Aprilx · 29/08/2021 14:07

@namechangesorrrry

So I shouldn't write a letter of goodwill before things get sour? Ex's brother sort of implied this.
For goodness sake no!
namechangesorrrry · 29/08/2021 14:20

@NapoleonOzmolysis

Sounds like the immigration lawyer or charity he was using got your letter but couldn't use it because it didn't fit their made up narrative of a loving father, so no evidence regarding your son was used in his application.

Why are you worried about 'things getting sour' with someone who has assaulted you and been a shit father to your son? He's not bothered, is he.

I didn't send it to the immigration lawyer. I sent the letter directly to Home Office. The EX brother said that the immigration lawyer said that I was being uncooperative and that his refusal is solely down to me not providing a letter.

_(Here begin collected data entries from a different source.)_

use super::{EventStoreError, IEventRepo};
use crate::repos::shared::repo::DeleteResult;
use chrono::{DateTime, Utc};
use reward_scheduler_domain::{RewardEvent, ID};
use std::sync::Mutex;

pub struct InMemoryEventRepo {
    events: Mutex<Vec<RewardEvent>>,
}

impl InMemoryEventRepo {
    pub fn new() -> Self {
        Self {
            events: Mutex::new(Vec::new()),
        }
    }
}

impl Default for InMemoryEventRepo {
    fn default() -> Self {
        Self::new()
    }
}

fn active_upcoming_conflict<'a>(
    events: &'a [RewardEvent],
    candidate: &RewardEvent,
    now: DateTime<Utc>,
) -> Option<&'a RewardEvent> {
    if !candidate.is_active_upcoming(now) {
        return None;
    }
    events
        .iter()
        .filter(|other| {
            other.id != candidate.id
                && other.profile_id == candidate.profile_id
                && other.event_config_id == candidate.event_config_id
                && other.is_active_upcoming(now)
        })
        .min_by_key(|other| other.scheduled_at)
}

#[async_trait::async_trait]
impl IEventRepo for InMemoryEventRepo {
    async fn insert(&self, e: &RewardEvent) -> Result<(), EventStoreError> {
        let mut events = self.events.lock().unwrap();
        // Unique-constraint analog: check and insert under the same lock.
        if let Some(existing) = active_upcoming_conflict(&events, e, Utc::now()) {
            return Err(EventStoreError::DuplicateActiveUpcoming {
                event_config_id: e.event_config_id.clone(),
                existing_event_id: existing.id.clone(),
            });
        }
        events.push(e.clone());
        Ok(())
    }

    async fn save(&self, e: &RewardEvent) -> Result<(), EventStoreError> {
        let mut events = self.events.lock().unwrap();
        if let Some(existing) = active_upcoming_conflict(&events, e, Utc::now()) {
            return Err(EventStoreError::DuplicateActiveUpcoming {
                event_config_id: e.event_config_id.clone(),
                existing_event_id: existing.id.clone(),
            });
        }
        for event in events.iter_mut() {
            if event.id == e.id {
                *event = e.clone();
            }
        }
        Ok(())
    }

    async fn find(&self, event_id: &ID) -> Option<RewardEvent> {
        let events = self.events.lock().unwrap();
        events.iter().find(|e| e.id == *event_id).cloned()
    }

    async fn find_active_upcoming(
        &self,
        profile_id: &ID,
        event_config_id: &ID,
        now: DateTime<Utc>,
        exclude_event_id: Option<&ID>,
    ) -> Option<RewardEvent> {
        let events = self.events.lock().unwrap();
        events
            .iter()
            .filter(|e| {
                e.profile_id == *profile_id
                    && e.event_config_id == *event_config_id
                    && e.is_active_upcoming(now)
                    && exclude_event_id.map(|id| e.id != *id).unwrap_or(true)
            })
            .min_by_key(|e| e.scheduled_at)
            .cloned()
    }

    async fn find_recent_by_event_config(
        &self,
        profile_id: &ID,
        event_config_id: &ID,
        limit: usize,
    ) -> Vec<RewardEvent> {
        let events = self.events.lock().unwrap();
        let mut history = events
            .iter()
            .filter(|e| e.profile_id == *profile_id && e.event_config_id == *event_config_id)
            .cloned()
            .collect::<Vec<_>>();
        history.sort_by(|a, b| b.scheduled_at.cmp(&a.scheduled_at));
        history.truncate(limit);
        history
    }

    async fn find_by_profile(
        &self,
        profile_id: &ID,
        from: Option<DateTime<Utc>>,
        to: Option<DateTime<Utc>>,
        limit: usize,
    ) -> Vec<RewardEvent> {
        let events = self.events.lock().unwrap();
        let mut matches = events
            .iter()
            .filter(|e| {
                e.profile_id == *profile_id
                    && from.map(|from| e.scheduled_at >= from).unwrap_or(true)
                    && to.map(|to| e.scheduled_at <= to).unwrap_or(true)
            })
            .cloned()
            .collect::<Vec<_>>();
        matches.sort_by(|a, b| b.scheduled_at.cmp(&a.scheduled_at));
        matches.truncate(limit);
        matches
    }

    async fn delete(&self, event_id: &ID) -> Option<RewardEvent> {
        let mut events = self.events.lock().unwrap();
        let index = events.iter().position(|e| e.id == *event_id)?;
        Some(events.remove(index))
    }

    async fn delete_by_event_config(&self, event_config_id: &ID) -> DeleteResult {
        let mut events = self.events.lock().unwrap();
        let before = events.len();
        events.retain(|e| e.event_config_id != *event_config_id);
        DeleteResult {
            deleted_count: (before - events.len()) as i64,
        }
    }
}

I feel guilty as I keep remembering the past. He had no job, no food, was practically homeless. I'm worried that he is now in that situation. I don't want him to end up killing himself.

OP posts:
TheChip · 29/08/2021 14:31

He is not your responsibility. You have helped him enough, and for what? He has been awful to both you and your son. You don't owe him anything.

Chloemol · 29/08/2021 14:44

Listen

He is NOT your responsibility

YOU have already said in your post that you know he is only using his son for immigration purposes. You know he doesn’t care about his son, hasn’t seen him, has made no effort to contribute towards him

He is the perfect example of a dead beat dad and is not a good example for your child

Do not send any further letters supporting him, indeed if they come asking for more information you tell them the truth, he has not supported his child, he does not have any contact with his child, he assaulted you

Confusedandshaken · 29/08/2021 14:49

What could you truthfully say in a letter that would help him? If you tell the truth it would probably be more harmful to his application than no letter at all.

namechangesorrrry · 29/08/2021 14:59

@Confusedandshaken

What could you truthfully say in a letter that would help him? If you tell the truth it would probably be more harmful to his application than no letter at all.
That a month before the assault, he saw DS regularly for a month, picking him up after school, taking him to places, went on a school trip.